The problem with Heidegger’s vision is that this “caring” was limited. The caring went no further than to those of the same nation.
When translated into an actual implementation, it led inexorably to National Socialism. Hitler’s concept of Socialism was based on race. The Germans accepted his programs for education, health and employment fostered by the National Socialist state because the benefits were limited to the Aryans, who by virtue of their race were a family of superior beings.
Anyone looking for the reason why the right in America is unwilling to see the state as a provider of benefits to the unemployed, the sick and the poor, will find it in something they would never acknowledge publicly: their unwillingness to see the state as the provider for the blacks and the Hispanics. Were this an entirely white country, there would be far less opposition to seeing the state as a collective expression of one united people. Ultimately, this is what is behind their almost pathological opposition to universal health care. For this reason dialectic in America is impossible. It is why the rhetoric will inevitably heat up again. The opening shot of the language of violence came when Glenn Beck called Obama a “racist” who “hates white people.” Only now does Roger Ailes say he has told his cast of Fox characters to “tone it down.” He did nothing when Beck uttered those obscenities, which were bound to inflame the passions of his millions of viewers, many of whom have violent predilections.
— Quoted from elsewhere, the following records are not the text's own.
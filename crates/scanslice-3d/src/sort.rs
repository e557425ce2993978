use std::cmp::Ordering;

use crate::SliceError;

/// Sort rows in place by a key, ascending and stable, with a bottom-up merge sort.
///
/// Runs of width `1, 2, 4, ...` are merged pairwise until a single run covers the input. A trailing
/// run without a partner is left in place for the next pass. Keys are compared with
/// [`f64::total_cmp`], so NaN keys are ordered after every finite key and equal keys keep their
/// input order.
///
/// # Arguments
///
/// * `rows` - The rows to sort.
/// * `key` - Extracts the sort key of a row.
///
/// Example:
///
/// ```
/// use scanslice_3d::sort::merge_sort_by_key;
///
/// let mut rows = vec![[3.0, 0.0], [1.0, 1.0], [2.0, 2.0]];
/// merge_sort_by_key(&mut rows, |r| r[0]);
/// assert_eq!(rows, vec![[1.0, 1.0], [2.0, 2.0], [3.0, 0.0]]);
/// ```
pub fn merge_sort_by_key<T, F>(rows: &mut [T], key: F)
where
    T: Clone,
    F: Fn(&T) -> f64,
{
    let len = rows.len();
    let mut size = 1;
    while size < len {
        for start in (0..len - size).step_by(2 * size) {
            let mid = start + size;
            let end = (mid + size).min(len);
            merge(rows, start, mid, end, &key);
        }
        size *= 2;
    }
}

/// Merge the sorted runs `rows[start..mid]` and `rows[mid..end]`.
fn merge<T, F>(rows: &mut [T], start: usize, mid: usize, end: usize, key: &F)
where
    T: Clone,
    F: Fn(&T) -> f64,
{
    // runs already in order
    if key(&rows[mid - 1]).total_cmp(&key(&rows[mid])) != Ordering::Greater {
        return;
    }

    let mut merged = Vec::with_capacity(end - start);
    let (mut i, mut j) = (start, mid);
    while i < mid && j < end {
        // ties take the left run to keep the sort stable
        if key(&rows[i]).total_cmp(&key(&rows[j])) != Ordering::Greater {
            merged.push(rows[i].clone());
            i += 1;
        } else {
            merged.push(rows[j].clone());
            j += 1;
        }
    }
    merged.extend_from_slice(&rows[i..mid]);
    merged.extend_from_slice(&rows[j..end]);

    for (dst, src) in rows[start..end].iter_mut().zip(merged) {
        *dst = src;
    }
}

/// Sort point rows in place by one of their columns, ascending and stable.
///
/// All fields of a row move together. The column is checked against every row before any row is
/// moved, so on error the input is left untouched.
///
/// # Arguments
///
/// * `rows` - The point rows to sort.
/// * `column` - Index of the field used as the sort key.
///
/// # Errors
///
/// [`SliceError::ColumnOutOfRange`] if a row has no field at `column`.
///
/// Example:
///
/// ```
/// use scanslice_3d::sort::sort_by_column;
///
/// let mut rows = vec![vec![1.0, 0.0], vec![1.0, 1.0], vec![0.0, 2.0]];
/// sort_by_column(&mut rows, 0).unwrap();
/// assert_eq!(rows, vec![vec![0.0, 2.0], vec![1.0, 0.0], vec![1.0, 1.0]]);
/// ```
pub fn sort_by_column<P>(rows: &mut [P], column: usize) -> Result<(), SliceError>
where
    P: AsRef<[f64]> + Clone,
{
    if let Some((index, row)) = rows
        .iter()
        .enumerate()
        .find(|(_, row)| row.as_ref().len() <= column)
    {
        return Err(SliceError::ColumnOutOfRange {
            index,
            column,
            len: row.as_ref().len(),
        });
    }

    merge_sort_by_key(rows, |row| row.as_ref()[column]);

    Ok(())
}
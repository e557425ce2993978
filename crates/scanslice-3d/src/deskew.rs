use glam::DVec3;
use scanslice_lie::{
    se3::{InterpolatedMotion, MotionVector},
    LieError,
};
use serde::{Deserialize, Serialize};

use crate::slicing::bin_azimuth_deg;

/// Error types for the deskew module.
#[derive(Debug, thiserror::Error, Clone, PartialEq)]
#[non_exhaustive]
pub enum DeskewError {
    /// Failed to evaluate the sweep motion
    #[error("Failed to evaluate the sweep motion")]
    Motion(#[from] LieError),

    /// A point row holds fewer than the three x, y, z coordinates.
    #[error("Point {index} of slice {slice} has {len} fields, expected at least 3")]
    PointTooShort {
        /// Index of the slice holding the row.
        slice: usize,
        /// Position of the row inside the slice.
        index: usize,
        /// Number of fields in the row.
        len: usize,
    },

    /// The azimuth where the sweep starts is not finite.
    #[error("Invalid sweep start azimuth. Got: {0}")]
    InvalidStartAzimuth(f64),
}

/// Which way the sweep motion is applied to the points.
#[derive(Debug, Clone, Copy, PartialEq, Eq, Default, Serialize, Deserialize)]
#[serde(rename_all = "lowercase")]
pub enum DeskewDirection {
    /// Move points from the sweep start frame into the frame at their capture time.
    Forward,
    /// Move points from the frame at their capture time back into the sweep start frame.
    #[default]
    Backward,
}

/// Parameters of the sweep deskewer.
#[derive(Debug, Clone, Copy, PartialEq, Serialize, Deserialize)]
#[serde(default)]
pub struct DeskewConfig {
    /// Which way the motion is applied.
    pub direction: DeskewDirection,
    /// Azimuth, in degrees on the `[0, 360)` slicer scale, captured at the start of the sweep.
    pub start_azimuth_deg: f64,
}

impl Default for DeskewConfig {
    fn default() -> Self {
        Self {
            direction: DeskewDirection::Backward,
            start_azimuth_deg: 0.0,
        }
    }
}

/// Fraction of the sweep elapsed when the slice at `index` was captured.
///
/// The sensor is assumed to turn at constant speed, starting at `start_azimuth_deg`.
///
/// # Arguments
///
/// * `index` - The slice index.
/// * `num_slices` - The number of slices in a full turn.
/// * `start_azimuth_deg` - The azimuth at the start of the sweep.
///
/// # Returns
///
/// The time ratio in `[0, 1]`.
///
/// PRECONDITION: `num_slices > 0`.
pub fn slice_time_ratio(index: usize, num_slices: usize, start_azimuth_deg: f64) -> f64 {
    let azimuth = bin_azimuth_deg(index, 360.0 / num_slices as f64);
    ((azimuth - start_azimuth_deg).rem_euclid(360.0) / 360.0).clamp(0.0, 1.0)
}

/// Move the x, y, z of a row with a rigid transform, copying every other field.
fn deskew_row(row: &[f64], transform: &InterpolatedMotion, direction: DeskewDirection) -> Vec<f64> {
    let point = DVec3::new(row[0], row[1], row[2]);
    let moved = match direction {
        DeskewDirection::Forward => transform.apply(point),
        DeskewDirection::Backward => transform.apply_inverse(point),
    };

    let mut out = Vec::with_capacity(row.len());
    out.extend_from_slice(&moved.to_array());
    out.extend_from_slice(&row[3..]);
    out
}

/// Compensate the sensor motion of a sliced sweep.
///
/// The motion is evaluated once per slice at the slice time ratio (see [`slice_time_ratio`]) and
/// applied to every point of the slice. The slice layout and the order of the points inside each
/// slice are kept, so the z order of a slice may change for tilted motions.
///
/// # Arguments
///
/// * `slices` - The slices as returned by the slicer, indexed by azimuth.
/// * `motion` - The sensor motion over the full sweep.
/// * `config` - The deskew configuration.
///
/// # Returns
///
/// New slices holding the compensated rows.
///
/// # Errors
///
/// * [`DeskewError::InvalidStartAzimuth`] if the start azimuth is not finite.
/// * [`DeskewError::Motion`] if the motion has non-finite components.
/// * [`DeskewError::PointTooShort`] if a row has fewer than 3 fields.
///
/// Example:
///
/// ```
/// use scanslice_3d::deskew::{deskew_slices, DeskewConfig, DeskewDirection};
/// use scanslice_lie::se3::MotionVector;
///
/// let slices = vec![vec![vec![1.0, 0.0, 0.0, 0.3]], vec![vec![0.0, 1.0, 0.0, 0.4]]];
/// let motion = MotionVector::from_array([2.0, 0.0, 0.0, 0.0, 0.0, 0.0]);
/// let config = DeskewConfig {
///     direction: DeskewDirection::Forward,
///     start_azimuth_deg: 0.0,
/// };
///
/// let out = deskew_slices(&slices, &motion, &config).unwrap();
/// assert_eq!(out[0][0], vec![1.0, 0.0, 0.0, 0.3]);
/// assert_eq!(out[1][0], vec![1.0, 1.0, 0.0, 0.4]);
/// ```
pub fn deskew_slices<P>(
    slices: &[Vec<P>],
    motion: &MotionVector,
    config: &DeskewConfig,
) -> Result<Vec<Vec<Vec<f64>>>, DeskewError>
where
    P: AsRef<[f64]>,
{
    if !config.start_azimuth_deg.is_finite() {
        return Err(DeskewError::InvalidStartAzimuth(config.start_azimuth_deg));
    }

    let num_slices = slices.len();
    let mut deskewed = Vec::with_capacity(num_slices);
    for (slice_idx, slice) in slices.iter().enumerate() {
        if slice.is_empty() {
            deskewed.push(Vec::new());
            continue;
        }

        let ratio = slice_time_ratio(slice_idx, num_slices, config.start_azimuth_deg);
        let transform = motion.interpolate(ratio)?;

        let mut out = Vec::with_capacity(slice.len());
        for (index, point) in slice.iter().enumerate() {
            let row = point.as_ref();
            if row.len() < 3 {
                return Err(DeskewError::PointTooShort {
                    slice: slice_idx,
                    index,
                    len: row.len(),
                });
            }
            out.push(deskew_row(row, &transform, config.direction));
        }
        deskewed.push(out);
    }

    log::debug!(
        "Deskewed {} points over {} slices",
        deskewed.iter().map(|s| s.len()).sum::<usize>(),
        num_slices
    );

    Ok(deskewed)
}
/// An error type for the slicing and sorting modules.
#[derive(thiserror::Error, Debug, Clone, PartialEq)]
#[non_exhaustive]
pub enum SliceError {
    /// The angular width of a slice is not a finite value in `(0, 360]`.
    #[error("Granularity must be within (0, 360] degrees. Got: {0}")]
    InvalidGranularity(f64),

    /// The snapping bands are not ordered fractions of the granularity.
    #[error("Snapping bands must satisfy 0 <= low <= high <= 1. Got: low={low}, high={high}")]
    InvalidBands {
        /// Fraction of the granularity below which a point snaps to the lower edge.
        low: f64,
        /// Fraction of the granularity above which a point snaps to the upper edge.
        high: f64,
    },

    /// A point row holds fewer than the three x, y, z coordinates.
    #[error("Point {index} has {len} fields, expected at least 3")]
    PointTooShort {
        /// Position of the row in the input.
        index: usize,
        /// Number of fields in the row.
        len: usize,
    },

    /// The requested sort column does not exist in a row.
    #[error("Column {column} is out of range for row {index} with {len} fields")]
    ColumnOutOfRange {
        /// Position of the row in the input.
        index: usize,
        /// Requested column.
        column: usize,
        /// Number of fields in the row.
        len: usize,
    },
}
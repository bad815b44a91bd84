//! Catalog gateway
//!
//! ```text
//!     Client Request
//!     ─────────────▶ request id ─▶ trace ─▶ timeout ─▶ timing
//!                                                        │
//!                                                        ▼
//!                                         authenticate (bearer → identity)
//!                                                        │
//!                                                        ▼
//!                                         admission (fixed window per caller)
//!                                            │                    │
//!                                         admitted              429
//!                                            ▼
//!                          /health   /api/user/login   /api/user/me
//!                                            │
//!                                            ▼
//!                          directory ─▶ password check ─▶ credential issuer
//! ```

use std::path::PathBuf;

use clap::Parser;

use catalog_gateway::config::{default_config, load_config};
use catalog_gateway::lifecycle::{startup, Shutdown};
use catalog_gateway::observability::logging::init_logging;

#[derive(Parser)]
#[command(name = "catalog-gateway")]
#[command(about = "Token-issuing, rate-limiting gateway for the catalog API", long_about = None)]
struct Args {
    /// Path to a TOML config file. Built-in defaults are used when omitted.
    #[arg(short, long, env = "CATALOG_GATEWAY_CONFIG")]
    config: Option<PathBuf>,
}

#[tokio::main]
async fn main() -> Result<(), Box<dyn std::error::Error>> {
    let args = Args::parse();

    let config = match &args.config {
        Some(path) => load_config(path)?,
        None => default_config()?,
    };

    init_logging(&config.observability);

    tracing::info!(
        version = env!("CARGO_PKG_VERSION"),
        bind_address = %config.listener.bind_address,
        request_timeout_secs = config.timeouts.request_secs,
        permit_limit = config.rate_limit.permit_limit,
        window_ms = config.rate_limit.window_ms,
        token_lifetime_minutes = config.jwt.lifetime_minutes,
        "Configuration loaded"
    );

    let shutdown = Shutdown::new();
    startup::run(config, &shutdown).await?;

    tracing::info!("Shutdown complete");
    Ok(())
}
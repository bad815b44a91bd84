//! Request identification and timing.
//!
//! # Responsibilities
//! - Read the request ID assigned by `SetRequestIdLayer`
//! - Log method, path, status and latency of every completed request
//! - Feed request counters and latency histogram

use std::time::Instant;

use axum::{
    body::Body,
    http::{HeaderMap, Request},
    middleware::Next,
    response::Response,
};

use crate::observability::metrics;

pub const X_REQUEST_ID: &str = "x-request-id";

/// Request ID from headers, or `"unknown"`.
pub fn request_id(headers: &HeaderMap) -> &str {
    headers
        .get(X_REQUEST_ID)
        .and_then(|v| v.to_str().ok())
        .unwrap_or("unknown")
}

/// Logs every request once it has been answered, including rejected ones.
pub async fn request_timing(request: Request<Body>, next: Next) -> Response {
    let start = Instant::now();
    let request_id = request_id(request.headers()).to_string();
    let method = request.method().clone();
    let path = request.uri().path().to_string();
    let query = request.uri().query().unwrap_or_default().to_string();

    let response = next.run(request).await;

    let status = response.status().as_u16();
    metrics::record_request(method.as_str(), status, start);
    tracing::info!(
        request_id = %request_id,
        method = %method,
        path = %path,
        query = %query,
        status,
        elapsed_ms = start.elapsed().as_millis() as u64,
        "Request completed"
    );

    response
}
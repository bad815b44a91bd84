//! Bearer token verification and request identity.
//!
//! Verification only annotates requests. A missing or bad token leaves the
//! request anonymous; handlers that need a caller ask for [`CallerIdentity`]
//! and turn its absence into a 401.

use std::sync::Arc;

use axum::{
    body::Body,
    extract::{FromRequestParts, State},
    http::{header, request::Parts, HeaderMap, Request},
    middleware::Next,
    response::Response,
};
use jsonwebtoken::{decode, errors::ErrorKind, Algorithm, DecodingKey, Validation};
use serde::Serialize;
use uuid::Uuid;

use crate::auth::claims::Claims;
use crate::auth::error::AuthError;
use crate::auth::issuer::TokenSettings;

/// Identity of an authenticated caller, attached to request extensions.
///
/// `name` comes from the `nameid` (username) claim, not the given-name
/// `unique_name` claim. Given names collide between users, so two people
/// called "Anna" would otherwise share one rate limit window.
#[derive(Debug, Clone, PartialEq, Eq, Serialize)]
#[serde(rename_all = "camelCase")]
pub struct CallerIdentity {
    /// Stable username from `nameid`; also the caller's rate limit partition.
    pub name: String,
    pub role: String,
    pub user_id: Uuid,
    pub is_deleted: bool,
}

impl From<Claims> for CallerIdentity {
    fn from(claims: Claims) -> Self {
        Self {
            name: claims.user_name,
            role: claims.role,
            user_id: claims.user_id,
            is_deleted: claims.is_deleted,
        }
    }
}

impl<S: Send + Sync> FromRequestParts<S> for CallerIdentity {
    type Rejection = AuthError;

    async fn from_request_parts(parts: &mut Parts, _state: &S) -> Result<Self, Self::Rejection> {
        parts
            .extensions
            .get::<CallerIdentity>()
            .cloned()
            .ok_or(AuthError::Unauthenticated)
    }
}

/// Checks signature, issuer, audience and lifetime of bearer tokens.
pub struct TokenVerifier {
    decoding_key: DecodingKey,
    validation: Validation,
}

impl TokenVerifier {
    pub fn new(settings: &TokenSettings) -> Self {
        let mut validation = Validation::new(Algorithm::HS256);
        validation.set_issuer(&[settings.issuer.as_str()]);
        validation.set_audience(&[settings.audience.as_str()]);
        validation.set_required_spec_claims(&["exp", "nbf", "iss", "aud"]);
        validation.validate_nbf = true;

        Self {
            decoding_key: DecodingKey::from_secret(settings.key()),
            validation,
        }
    }

    pub fn verify(&self, token: &str) -> Result<Claims, AuthError> {
        decode::<Claims>(token, &self.decoding_key, &self.validation)
            .map(|data| data.claims)
            .map_err(|e| match e.kind() {
                ErrorKind::ExpiredSignature => AuthError::TokenExpired,
                _ => AuthError::InvalidToken,
            })
    }
}

fn bearer_token(headers: &HeaderMap) -> Option<&str> {
    let value = headers.get(header::AUTHORIZATION)?.to_str().ok()?;
    let (scheme, token) = value.split_once(' ')?;
    scheme
        .eq_ignore_ascii_case("bearer")
        .then(|| token.trim())
        .filter(|token| !token.is_empty())
}

/// Attach a [`CallerIdentity`] when the request carries a valid bearer token.
pub async fn authenticate(
    State(verifier): State<Arc<TokenVerifier>>,
    mut request: Request<Body>,
    next: Next,
) -> Response {
    let identity = bearer_token(request.headers()).and_then(|token| {
        verifier
            .verify(token)
            .map_err(|e| tracing::debug!(error = %e, "Ignoring bearer token"))
            .ok()
    });

    if let Some(claims) = identity {
        request
            .extensions_mut()
            .insert(CallerIdentity::from(claims));
    }

    next.run(request).await
}
//! Configuration loading from disk and environment.

use std::fs;
use std::path::Path;

use thiserror::Error;

use crate::config::schema::GatewayConfig;
use crate::config::validation::{validate_config, ValidationError};

/// Environment variable that overrides `jwt.key`.
pub const JWT_KEY_ENV: &str = "CATALOG_GATEWAY_JWT_KEY";

/// Error type for configuration loading.
#[derive(Debug, Error)]
pub enum ConfigError {
    #[error("IO error: {0}")]
    Io(#[from] std::io::Error),

    #[error("Parse error: {0}")]
    Parse(#[from] toml::de::Error),

    #[error("Validation failed: {}", join(.0))]
    Validation(Vec<ValidationError>),
}

fn join(errors: &[ValidationError]) -> String {
    errors
        .iter()
        .map(ToString::to_string)
        .collect::<Vec<_>>()
        .join(", ")
}

/// Load and validate configuration from a TOML file.
pub fn load_config(path: &Path) -> Result<GatewayConfig, ConfigError> {
    let content = fs::read_to_string(path)?;
    parse_config(&content)
}

/// Parse and validate configuration from TOML text.
pub fn parse_config(content: &str) -> Result<GatewayConfig, ConfigError> {
    let config: GatewayConfig = toml::from_str(content)?;
    finalize(config)
}

/// Built-in defaults plus environment overrides, validated.
pub fn default_config() -> Result<GatewayConfig, ConfigError> {
    finalize(GatewayConfig::default())
}

fn finalize(mut config: GatewayConfig) -> Result<GatewayConfig, ConfigError> {
    if let Ok(key) = std::env::var(JWT_KEY_ENV) {
        if !key.is_empty() {
            config.jwt.key = key;
        }
    }

    validate_config(&config).map_err(ConfigError::Validation)?;

    Ok(config)
}

#[cfg(test)]
mod tests {
    use super::*;

    const KEY: &str = "0123456789abcdef0123456789abcdef";

    #[test]
    fn test_parse_full_config() {
        let toml = format!(
            r#"
            [listener]
            bind_address = "127.0.0.1:9000"

            [rate_limit]
            permit_limit = 5
            window_ms = 250
            exempt_prefixes = ["/docs"]

            [jwt]
            issuer = "iss"
            audience = "aud"
            key = "{KEY}"
            lifetime_minutes = 15

            [[directory.roles]]
            id = "r-admin"
            name = "Admin"

            [[directory.users]]
            id = "6f2c1c8e-7a34-4d55-9b3f-2f1f0c6a9e11"
            email = "alice@example.com"
            user_name = "alice"
            name = "Alice"
            surname = "Doe"
            password_hash = "$argon2id$v=19$m=19456,t=2,p=1$c2FsdHNhbHQ$aGFzaA"
            role_id = "r-admin"
            "#
        );

        let config = parse_config(&toml).unwrap();
        assert_eq!(config.listener.bind_address, "127.0.0.1:9000");
        assert_eq!(config.rate_limit.permit_limit, 5);
        assert_eq!(config.rate_limit.window_ms, 250);
        assert_eq!(config.rate_limit.exempt_prefixes, vec!["/docs".to_string()]);
        // Unset fields keep their defaults.
        assert_eq!(config.rate_limit.idle_windows, 10);
        assert_eq!(config.jwt.lifetime_minutes, 15);
        assert_eq!(config.directory.users[0].role_id, "r-admin");
    }

    #[test]
    fn test_non_numeric_lifetime_is_parse_error() {
        let toml = format!(
            r#"
            [jwt]
            key = "{KEY}"
            lifetime_minutes = "sixty"
            "#
        );
        assert!(matches!(parse_config(&toml), Err(ConfigError::Parse(_))));
    }

    #[test]
    fn test_validation_error_reported() {
        let err = parse_config("[rate_limit]\npermit_limit = 0\n").unwrap_err();
        match err {
            ConfigError::Validation(errors) => {
                assert!(errors.contains(&ValidationError::ZeroPermitLimit));
            }
            other => panic!("unexpected error: {other}"),
        }
    }

    #[test]
    fn test_oversized_values_fail_at_load() {
        let toml = format!(
            r#"
            [rate_limit]
            window_ms = 1000000000000000
            idle_windows = 4000000000

            [jwt]
            key = "{KEY}"
            lifetime_minutes = 1000000000000
            "#
        );
        match parse_config(&toml).unwrap_err() {
            ConfigError::Validation(errors) => {
                assert!(errors.contains(&ValidationError::WindowOutOfRange(1_000_000_000_000_000)));
                assert!(errors.contains(&ValidationError::LifetimeOutOfRange(1_000_000_000_000)));
            }
            other => panic!("unexpected error: {other}"),
        }
    }
}
//! Startup orchestration.
//!
//! # Responsibilities
//! - Start the optional metrics exporter
//! - Build the HTTP server (directory, issuer, admission controller)
//! - Bind the listener and serve until shutdown
//!
//! # Design Decisions
//! - Fail fast: any startup error is fatal
//! - The listener binds last, so no traffic arrives before the issuer exists

use std::net::SocketAddr;

use thiserror::Error;
use tokio::net::TcpListener;

use crate::config::{ConfigError, GatewayConfig};
use crate::http::HttpServer;
use crate::lifecycle::Shutdown;
use crate::observability::metrics;

#[derive(Debug, Error)]
pub enum StartupError {
    #[error(transparent)]
    Config(#[from] ConfigError),

    #[error("invalid metrics address {0:?}")]
    MetricsAddress(String),

    #[error("metrics exporter: {0}")]
    Metrics(#[from] metrics_exporter_prometheus::BuildError),

    #[error("failed to bind {address}: {source}")]
    Bind {
        address: String,
        #[source]
        source: std::io::Error,
    },

    #[error("server error: {0}")]
    Serve(#[from] std::io::Error),
}

/// Start every subsystem and serve until `shutdown` fires or a signal arrives.
pub async fn run(config: GatewayConfig, shutdown: &Shutdown) -> Result<(), StartupError> {
    if config.observability.metrics_enabled {
        let address = &config.observability.metrics_address;
        let addr: SocketAddr = address
            .parse()
            .map_err(|_| StartupError::MetricsAddress(address.clone()))?;
        metrics::init_metrics(addr)?;
    }

    let bind_address = config.listener.bind_address.clone();
    let server = HttpServer::new(config)?;

    let listener = TcpListener::bind(&bind_address)
        .await
        .map_err(|source| StartupError::Bind {
            address: bind_address.clone(),
            source,
        })?;

    server.run(listener, shutdown.subscribe()).await?;
    Ok(())
}
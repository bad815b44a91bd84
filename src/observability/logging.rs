//! Structured logging.
//!
//! # Responsibilities
//! - Initialize the global tracing subscriber
//! - Pick JSON or human output from config
//! - Honour `RUST_LOG` over the configured level

use tracing_subscriber::{fmt, layer::SubscriberExt, util::SubscriberInitExt, EnvFilter};

use crate::config::ObservabilityConfig;

fn default_filter(config: &ObservabilityConfig) -> EnvFilter {
    EnvFilter::try_from_default_env().unwrap_or_else(|_| {
        let level = &config.log_level;
        format!("catalog_gateway={level},tower_http={level}").into()
    })
}

/// Install the global subscriber. Later calls are ignored.
pub fn init_logging(config: &ObservabilityConfig) {
    let registry = tracing_subscriber::registry().with(default_filter(config));

    let result = if config.json_logs {
        registry.with(fmt::layer().json()).try_init()
    } else {
        registry.with(fmt::layer()).try_init()
    };

    if result.is_err() {
        tracing::debug!("Tracing subscriber already installed");
    }
}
What the Moscow exhibit is attempting is to pursue peace through the reconciliation of warring opposites when dialectic is no longer possible. In effect, it is saying that peace can be achieved in our current state only through the mystical dynamic of art, through the imagination that enables humans to see beyond their limited vision to a more powerful one of reconciliation. It is to the credit of the Russian imagination that this is now the focus of this exhibition. If that appears quixotic, certainly we are getting nowhere through politics.